UK Labour MP David Lammy tells Jewish event he regrets nominating Corbyn for party leader

UK Labour MP David Lammy tells Jewish event he regrets nominating Corbyn for party leader
British MP David Lammy told said he regrets nominating left-wing politician Jeremy Corbyn as leader of the Labour party in 2015
2 min read
30 December, 2021
David Lammy 'regrets voting for Corbyn' [Getty]

UK Labour lawmaker and shadow foreign secretary David Lammy apologised at a Jewish festival earlier this week for nominating left-wing politician Jeremy Corbyn as Labour leader in 2015.

Speaking at the online Limmud Festival, Lammy said he did not think Corbyn would actually become the party's leader.

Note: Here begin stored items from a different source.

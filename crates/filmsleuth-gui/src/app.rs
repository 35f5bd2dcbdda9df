/// Main `eframe::App` implementation for FilmSleuth.
///
/// This is the top-level UI layout that composes all panels and widgets.
use crate::panels;
use crate::state::DashboardState;
use crate::theme::FilmSleuthTheme;
use crate::widgets;

/// The FilmSleuth dashboard application.
pub struct FilmSleuthApp {
    state: DashboardState,
}

impl FilmSleuthApp {
    /// Create the app from pre-built state.
    ///
    /// The dataset should already be loaded and cleaned (see
    /// [`DashboardState::from_path`]) *before* `eframe::run_native` is
    /// called, so the first frame has data to draw.
    pub fn with_state(cc: &eframe::CreationContext<'_>, state: DashboardState) -> Self {
        FilmSleuthTheme::for_mode(state.theme).apply(&cc.egui_ctx);
        Self { state }
    }
}

impl eframe::App for FilmSleuthApp {
    /// Override the GPU clear colour to match the active theme background,
    /// preventing a colour mismatch flash between frames.
    fn clear_color(&self, visuals: &egui::Visuals) -> [f32; 4] {
        let [r, g, b, a] = visuals.panel_fill.to_array();
        [
            r as f32 / 255.0,
            g as f32 / 255.0,
            b as f32 / 255.0,
            a as f32 / 255.0,
        ]
    }

    fn update(&mut self, ctx: &egui::Context, _frame: &mut eframe::Frame) {
        // ── Apply theme ───────────────────────────────────────────────────
        // Every frame, so a toggle takes effect on the next rendered frame.
        let theme = FilmSleuthTheme::for_mode(self.state.theme);
        theme.apply(ctx);

        // ── Top toolbar ───────────────────────────────────────────────────
        egui::TopBottomPanel::top("toolbar")
            .min_height(36.0)
            .show(ctx, |ui| {
                ui.add_space(4.0);
                widgets::toolbar::toolbar(ui, &mut self.state, &theme);
                ui.add_space(4.0);
            });

        // ── About dialog ──────────────────────────────────────────────────
        let mut show_about = self.state.show_about;
        egui::Window::new("About FilmSleuth")
            .open(&mut show_about)
            .collapsible(false)
            .resizable(false)
            .anchor(egui::Align2::CENTER_CENTER, [0.0, 0.0])
            .fixed_size([340.0, 0.0])
            .show(ctx, |ui| {
                let muted = theme.text_muted;
                ui.vertical_centered(|ui| {
                    ui.add_space(8.0);
                    ui.label(
                        egui::RichText::new("🎬 FilmSleuth")
                            .size(24.0)
                            .strong()
                            .color(theme.chart),
                    );
                    ui.add_space(4.0);
                    ui.label(
                        egui::RichText::new(format!("v{}", env!("CARGO_PKG_VERSION")))
                            .size(13.0)
                            .color(muted),
                    );
                    ui.add_space(12.0);
                    ui.label(
                        egui::RichText::new(
                            "Explore a movie metadata spreadsheet:\n\
                             filter by year, genre, country and rating,\n\
                             and compare titles across four charts.",
                        )
                        .size(12.0),
                    );
                    ui.add_space(12.0);
                    ui.separator();
                    ui.add_space(8.0);
                    ui.hyperlink_to(
                        "github.com/Swatto86/FilmSleuth",
                        "https://github.com/Swatto86/FilmSleuth",
                    );
                    ui.add_space(4.0);
                    ui.label(
                        egui::RichText::new("MIT License - Built with Rust & egui")
                            .size(11.0)
                            .color(muted),
                    );
                    ui.add_space(8.0);
                });
            });
        self.state.show_about = show_about;

        // ── Bottom status bar ─────────────────────────────────────────────
        egui::TopBottomPanel::bottom("status_bar")
            .min_height(24.0)
            .show(ctx, |ui| {
                ui.add_space(2.0);
                widgets::status_bar::status_bar(ui, &self.state, &theme);
                ui.add_space(2.0);
            });

        // ── Left sidebar ──────────────────────────────────────────────────
        egui::SidePanel::left("filter_panel")
            .default_width(260.0)
            .min_width(200.0)
            .max_width(420.0)
            .resizable(true)
            .show(ctx, |ui| {
                egui::ScrollArea::vertical()
                    .id_salt("filters")
                    .show(ui, |ui| {
                        panels::filter_panel::filter_panel(ui, &mut self.state, &theme);
                    });
            });

        // ── Central panel (KPIs + charts) ─────────────────────────────────
        egui::CentralPanel::default().show(ctx, |ui| {
            panels::kpi_panel::kpi_panel(ui, self.state.view(), &theme);
            ui.add_space(8.0);
            panels::chart_panel::chart_panel(ui, &mut self.state, &theme);
        });
    }
}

"I regret nominating Jeremy Corbyn and if I knew what I do now I never would have nominated him. I never believed he would become leader. That was a mistake and I am sorry for that," he said in comments reported by Jewish News.

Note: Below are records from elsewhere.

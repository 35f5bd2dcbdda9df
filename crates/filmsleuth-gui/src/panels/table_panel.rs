/// Data tab: the filtered records in a virtualised table.
use crate::state::DashboardState;
use crate::widgets::plot::no_data;
use egui::Ui;
use egui_extras::{Column, TableBuilder};
use filmsleuth_core::model::format::format_score;
use filmsleuth_core::model::CleanedRecord;

const HEADERS: [&str; 10] = [
    "Title",
    "Genre",
    "Year",
    "Country",
    "Rating",
    "Popularity",
    "Votes",
    "Duration",
    "Type",
    "Language",
];

pub fn table_panel(ui: &mut Ui, state: &DashboardState) {
    let indices = &state.view().indices;
    if indices.is_empty() {
        no_data(ui);
        return;
    }

    TableBuilder::new(ui)
        .striped(true)
        .resizable(true)
        .column(Column::initial(260.0).at_least(120.0).clip(true))
        .column(Column::initial(200.0).clip(true))
        .columns(Column::auto(), HEADERS.len() - 2)
        .header(20.0, |mut header| {
            for title in HEADERS {
                header.col(|ui| {
                    ui.strong(title);
                });
            }
        })
        .body(|body| {
            body.rows(18.0, indices.len(), |mut row| {
                let record = &state.records[indices[row.index()]];
                row.col(|ui| {
                    let title = ui.label(record.title.as_str());
                    if let Some(overview) = title_hover(record) {
                        title.on_hover_text(overview);
                    }
                });
                row.col(|ui| {
                    ui.label(record.genre_label());
                });
                row.col(|ui| {
                    ui.label(record.year.to_string());
                });
                row.col(|ui| {
                    ui.label(record.country.as_str());
                });
                row.col(|ui| {
                    ui.label(format_score(record.rating));
                });
                row.col(|ui| {
                    ui.label(format_score(record.popularity));
                });
                row.col(|ui| {
                    ui.label(record.vote_count.to_string());
                });
                row.col(|ui| {
                    ui.label(record.runtime.map(|r| r.to_string()).unwrap_or_default());
                });
                row.col(|ui| {
                    ui.label(record.media_type.label());
                });
                row.col(|ui| {
                    ui.label(record.language.as_deref().unwrap_or_default());
                });
            });
        });
}

/// Hover text for a title cell: the synopsis, when the source has one.
fn title_hover(record: &CleanedRecord) -> Option<&str> {
    record
        .overview
        .as_deref()
        .map(str::trim)
        .filter(|o| !o.is_empty())
}

#[cfg(test)]
mod tests {
    use super::*;

    #[test]
    fn overview_is_the_title_hover() {
        let mut record = CleanedRecord::new(2, "Heat", 1995, 8.3);
        assert_eq!(title_hover(&record), None);
        record.overview = Some("A group of professional bank robbers".into());
        assert_eq!(
            title_hover(&record),
            Some("A group of professional bank robbers")
        );
    }

    #[test]
    fn one_header_per_column() {
        assert_eq!(HEADERS.len(), 10);
        assert_eq!(HEADERS[HEADERS.len() - 1], "Language");
    }
}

Lammy urged support for the two-state solution regarding the Palestinian-Israeli conflict but promised to "be firm with those who want to do harm to us or our friends" in reference to Israel.

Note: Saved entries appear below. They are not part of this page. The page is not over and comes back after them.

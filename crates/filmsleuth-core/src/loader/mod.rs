/// Source file loading.
///
/// The dataset is read exactly once at startup. The file handle is opened,
/// drained, and dropped inside [`load_path`]; everything downstream works on
/// the in-memory [`RawDataset`].
///
/// Spreadsheet formats go through `calamine`, delimited text through `csv`.
/// Both readers produce the same header + cell grid, which [`ColumnMap`]
/// then maps onto [`RawRecord`] fields.
pub mod columns;
pub mod delimited;
pub mod sheet;

pub use columns::{ColumnMap, Field};

use crate::error::LoadError;
use crate::model::{RawRecord, RawValue};
use std::path::{Path, PathBuf};
use tracing::{info, warn};

/// Options controlling how the source file is read.
#[derive(Debug, Clone, Default)]
pub struct LoadOptions {
    /// Worksheet to read; the first sheet when `None`. Ignored for CSV/TSV.
    pub sheet: Option<String>,
}

/// One data row with the 1-based source line it started on.
#[derive(Debug, Clone, Default, PartialEq)]
pub struct TableRow {
    pub line: usize,
    pub cells: Vec<RawValue>,
}

/// Header row plus cell grid, before column mapping.
#[derive(Debug, Clone, Default)]
pub struct Table {
    pub headers: Vec<String>,
    pub rows: Vec<TableRow>,
    /// Rows the reader could not decode at all (e.g. invalid UTF-8).
    pub unreadable_rows: usize,
}

impl Table {
    /// Map the grid onto record fields.
    pub fn into_dataset(self, source: PathBuf) -> RawDataset {
        let columns = ColumnMap::from_headers(&self.headers);
        let missing = columns.missing_required();
        if !missing.is_empty() && !self.headers.is_empty() {
            warn!(
                "{}: no column found for {:?}; affected rows will be dropped",
                source.display(),
                missing
            );
        }

        let rows = self
            .rows
            .into_iter()
            .map(|row| columns.record(row.line, row.cells))
            .collect();

        RawDataset {
            source,
            headers: self.headers,
            rows,
            unreadable_rows: self.unreadable_rows,
        }
    }
}

/// Every row of the source file, mapped onto known fields.
#[derive(Debug, Clone, Default)]
pub struct RawDataset {
    pub source: PathBuf,
    /// Cleaned header names in file order.
    pub headers: Vec<String>,
    pub rows: Vec<RawRecord>,
    /// Rows skipped by the reader; counted as dropped by cleaning.
    pub unreadable_rows: usize,
}

impl RawDataset {
    pub fn is_empty(&self) -> bool {
        self.rows.is_empty() && self.unreadable_rows == 0
    }
}

/// Input formats recognised by file extension.
#[derive(Debug, Clone, Copy, PartialEq, Eq)]
pub enum SourceFormat {
    Workbook,
    Csv,
    Tsv,
}

impl SourceFormat {
    /// Detect the format from a path's extension (case-insensitive).
    pub fn from_path(path: &Path) -> Result<Self, LoadError> {
        let ext = path
            .extension()
            .and_then(|e| e.to_str())
            .map(str::to_ascii_lowercase)
            .unwrap_or_default();
        match ext.as_str() {
            "xlsx" | "xlsm" | "xlsb" | "xls" | "xla" | "ods" => Ok(Self::Workbook),
            "csv" => Ok(Self::Csv),
            "tsv" | "tab" => Ok(Self::Tsv),
            _ => Err(LoadError::UnsupportedFormat(ext)),
        }
    }
}

/// Load the dataset at `path`.
///
/// Fails only for whole-file problems (missing, unreadable, unsupported
/// format, unknown sheet). Individual bad rows are carried through and
/// dealt with by [`crate::pipeline::clean`].
pub fn load_path(path: impl AsRef<Path>, options: &LoadOptions) -> Result<RawDataset, LoadError> {
    let path = path.as_ref();
    let format = SourceFormat::from_path(path)?;

    // Surface a missing file as an I/O error naming the path, rather than
    // whatever the format-specific reader reports.
    std::fs::metadata(path).map_err(|source| LoadError::Io {
        path: path.to_path_buf(),
        source,
    })?;

    let table = match format {
        SourceFormat::Workbook => sheet::read_workbook(path, options.sheet.as_deref())?,
        SourceFormat::Csv => delimited::read_path(path, b',')?,
        SourceFormat::Tsv => delimited::read_path(path, b'\t')?,
    };

    let dataset = table.into_dataset(path.to_path_buf());
    info!(
        "Loaded {} rows ({} columns) from {}",
        dataset.rows.len(),
        dataset.headers.len(),
        path.display()
    );
    Ok(dataset)
}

Corbyn, a staunch supporter of the Palestinian cause, attracted thousands of new members to the Labour Party with his left-wing views, but his leadership team was accused of failing to act on repeated incidents of anti-Semitic behaviour - a claim they denied.

A leaked internal report by the UK Labour Party in April revealed that "hyper-factional" staff members opposed to Corbyn hampered his efforts to tackle anti-Semitism allegations.

Corbyn stepped down from the party leadership in December 2019 after Labour lost a general election to the Conservatives, led by Prime Minister Boris Johnson, by a landslide.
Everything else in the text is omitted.